=== Task to complete ===
Your answer must be the records below, reproduced exactly.

(Listed records Opens)

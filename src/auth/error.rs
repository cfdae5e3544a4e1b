//! Failure taxonomy for credential resolution.
//!
//! Every failure inside the resolver and validators carries its specific
//! cause for server-side logging. [`AuthError::reason`] collapses that cause
//! into a stable [`FailureReason`] tag; the HTTP layer collapses it further
//! into a single client-facing message.

use std::fmt;

use jsonwebtoken::Algorithm;
use thiserror::Error;

use super::key_store::AlgorithmFamily;

/// Request-time authentication failures.
#[derive(Debug, Clone, PartialEq, Eq, Error)]
pub enum AuthError {
    /// No `Authorization` header on the request.
    #[error("missing Authorization header")]
    MissingAuthorization,

    /// `Authorization` header present but not `Bearer <token>`.
    #[error("authorization scheme must be Bearer")]
    InvalidScheme,

    /// Token structure could not be decoded (segment count, base64, JSON).
    #[error("malformed token: {0}")]
    Malformed(String),

    /// No key registered for the issuer/key-id pair.
    #[error("no key registered for issuer '{issuer}' with kid '{key_id}'")]
    KeyNotFound {
        /// Issuer the lookup was made for.
        issuer: String,
        /// Effective key id (after fallback).
        key_id: String,
    },

    /// Token header declares an algorithm outside the validator's family.
    #[error("token algorithm {actual:?} not accepted by {expected} validator")]
    AlgorithmMismatch {
        /// Family the validator was built for.
        expected: AlgorithmFamily,
        /// Algorithm declared in the token header.
        actual: Algorithm,
    },

    /// Signature did not verify against the resolved key.
    #[error("invalid signature")]
    InvalidSignature,

    /// Token expired beyond the clock-skew tolerance.
    #[error("token expired")]
    TokenExpired,

    /// Issuer not allowed, not registered, or not matching after validation.
    #[error("invalid issuer: {0}")]
    InvalidIssuer(String),

    /// No token audience matched the allowed audience set.
    #[error("no accepted audience in token")]
    InvalidAudience,

    /// Verified payload is missing a mandatory claim.
    #[error("invalid claims: {0}")]
    ClaimsInvalid(String),
}

/// Stable reason tag for an [`AuthError`].
#[derive(Debug, Clone, Copy, PartialEq, Eq, Hash)]
pub enum FailureReason {
    /// See [`AuthError::MissingAuthorization`].
    MissingAuthorization,
    /// See [`AuthError::InvalidScheme`].
    InvalidScheme,
    /// See [`AuthError::KeyNotFound`].
    KeyNotFound,
    /// Signature failures, including algorithm mismatches.
    InvalidSignature,
    /// See [`AuthError::TokenExpired`].
    TokenExpired,
    /// See [`AuthError::InvalidIssuer`].
    InvalidIssuer,
    /// See [`AuthError::InvalidAudience`].
    InvalidAudience,
    /// Missing workspace or actor claim.
    ClaimsInvalid,
    /// Structural decode failures.
    Unknown,
}

impl FailureReason {
    /// Snake-case label used in structured log fields.
    #[must_use]
    pub fn as_str(self) -> &'static str {
        match self {
            Self::MissingAuthorization => "missing_authorization",
            Self::InvalidScheme => "invalid_scheme",
            Self::KeyNotFound => "key_not_found",
            Self::InvalidSignature => "invalid_signature",
            Self::TokenExpired => "token_expired",
            Self::InvalidIssuer => "invalid_issuer",
            Self::InvalidAudience => "invalid_audience",
            Self::ClaimsInvalid => "claims_invalid",
            Self::Unknown => "unknown",
        }
    }
}

impl fmt::Display for FailureReason {
    fn fmt(&self, f: &mut fmt::Formatter<'_>) -> fmt::Result {
        f.write_str(self.as_str())
    }
}

impl AuthError {
    /// Classify this failure.
    ///
    /// An algorithm mismatch surfaces as [`FailureReason::InvalidSignature`]:
    /// from the caller's side it is indistinguishable from a bad signature.
    #[must_use]
    pub fn reason(&self) -> FailureReason {
        match self {
            Self::MissingAuthorization => FailureReason::MissingAuthorization,
            Self::InvalidScheme => FailureReason::InvalidScheme,
            Self::Malformed(_) => FailureReason::Unknown,
            Self::KeyNotFound { .. } => FailureReason::KeyNotFound,
            Self::AlgorithmMismatch { .. } | Self::InvalidSignature => {
                FailureReason::InvalidSignature
            }
            Self::TokenExpired => FailureReason::TokenExpired,
            Self::InvalidIssuer(_) => FailureReason::InvalidIssuer,
            Self::InvalidAudience => FailureReason::InvalidAudience,
            Self::ClaimsInvalid(_) => FailureReason::ClaimsInvalid,
        }
    }

    pub(crate) fn malformed(detail: impl Into<String>) -> Self {
        Self::Malformed(detail.into())
    }
}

(Listed records Closes)

=== Solution to this problem ===
filename src/auth/error.rs
repository cfdae5e3544a4e1b
//! Failure taxonomy for credential resolution.
//!
//! Every failure inside the resolver and validators carries its specific
//! cause for server-side logging. [`AuthError::reason`] collapses that cause
//! into a stable [`FailureReason`] tag; the HTTP layer collapses it further
//! into a single client-facing message.

use std::fmt;

use jsonwebtoken::Algorithm;
use thiserror::Error;

use super::key_store::AlgorithmFamily;

/// Request-time authentication failures.
#[derive(Debug, Clone, PartialEq, Eq, Error)]
pub enum AuthError {
    /// No `Authorization` header on the request.
    #[error("missing Authorization header")]
    MissingAuthorization,

    /// `Authorization` header present but not `Bearer <token>`.
    #[error("authorization scheme must be Bearer")]
    InvalidScheme,

    /// Token structure could not be decoded (segment count, base64, JSON).
    #[error("malformed token: {0}")]
    Malformed(String),

    /// No key registered for the issuer/key-id pair.
    #[error("no key registered for issuer '{issuer}' with kid '{key_id}'")]
    KeyNotFound {
        /// Issuer the lookup was made for.
        issuer: String,
        /// Effective key id (after fallback).
        key_id: String,
    },

    /// Token header declares an algorithm outside the validator's family.
    #[error("token algorithm {actual:?} not accepted by {expected} validator")]
    AlgorithmMismatch {
        /// Family the validator was built for.
        expected: AlgorithmFamily,
        /// Algorithm declared in the token header.
        actual: Algorithm,
    },

    /// Signature did not verify against the resolved key.
    #[error("invalid signature")]
    InvalidSignature,

    /// Token expired beyond the clock-skew tolerance.
    #[error("token expired")]
    TokenExpired,

    /// Issuer not allowed, not registered, or not matching after validation.
    #[error("invalid issuer: {0}")]
    InvalidIssuer(String),

    /// No token audience matched the allowed audience set.
    #[error("no accepted audience in token")]
    InvalidAudience,

    /// Verified payload is missing a mandatory claim.
    #[error("invalid claims: {0}")]
    ClaimsInvalid(String),
}

/// Stable reason tag for an [`AuthError`].
#[derive(Debug, Clone, Copy, PartialEq, Eq, Hash)]
pub enum FailureReason {
    /// See [`AuthError::MissingAuthorization`].
    MissingAuthorization,
    /// See [`AuthError::InvalidScheme`].
    InvalidScheme,
    /// See [`AuthError::KeyNotFound`].
    KeyNotFound,
    /// Signature failures, including algorithm mismatches.
    InvalidSignature,
    /// See [`AuthError::TokenExpired`].
    TokenExpired,
    /// See [`AuthError::InvalidIssuer`].
    InvalidIssuer,
    /// See [`AuthError::InvalidAudience`].
    InvalidAudience,
    /// Missing workspace or actor claim.
    ClaimsInvalid,
    /// Structural decode failures.
    Unknown,
}

impl FailureReason {
    /// Snake-case label used in structured log fields.
    #[must_use]
    pub fn as_str(self) -> &'static str {
        match self {
            Self::MissingAuthorization => "missing_authorization",
            Self::InvalidScheme => "invalid_scheme",
            Self::KeyNotFound => "key_not_found",
            Self::InvalidSignature => "invalid_signature",
            Self::TokenExpired => "token_expired",
            Self::InvalidIssuer => "invalid_issuer",
            Self::InvalidAudience => "invalid_audience",
            Self::ClaimsInvalid => "claims_invalid",
            Self::Unknown => "unknown",
        }
    }
}

impl fmt::Display for FailureReason {
    fn fmt(&self, f: &mut fmt::Formatter<'_>) -> fmt::Result {
        f.write_str(self.as_str())
    }
}

impl AuthError {
    /// Classify this failure.
    ///
    /// An algorithm mismatch surfaces as [`FailureReason::InvalidSignature`]:
    /// from the caller's side it is indistinguishable from a bad signature.
    #[must_use]
    pub fn reason(&self) -> FailureReason {
        match self {
            Self::MissingAuthorization => FailureReason::MissingAuthorization,
            Self::InvalidScheme => FailureReason::InvalidScheme,
            Self::Malformed(_) => FailureReason::Unknown,
            Self::KeyNotFound { .. } => FailureReason::KeyNotFound,
            Self::AlgorithmMismatch { .. } | Self::InvalidSignature => {
                FailureReason::InvalidSignature
            }
            Self::TokenExpired => FailureReason::TokenExpired,
            Self::InvalidIssuer(_) => FailureReason::InvalidIssuer,
            Self::InvalidAudience => FailureReason::InvalidAudience,
            Self::ClaimsInvalid(_) => FailureReason::ClaimsInvalid,
        }
    }

    pub(crate) fn malformed(detail: impl Into<String>) -> Self {
        Self::Malformed(detail.into())
    }
}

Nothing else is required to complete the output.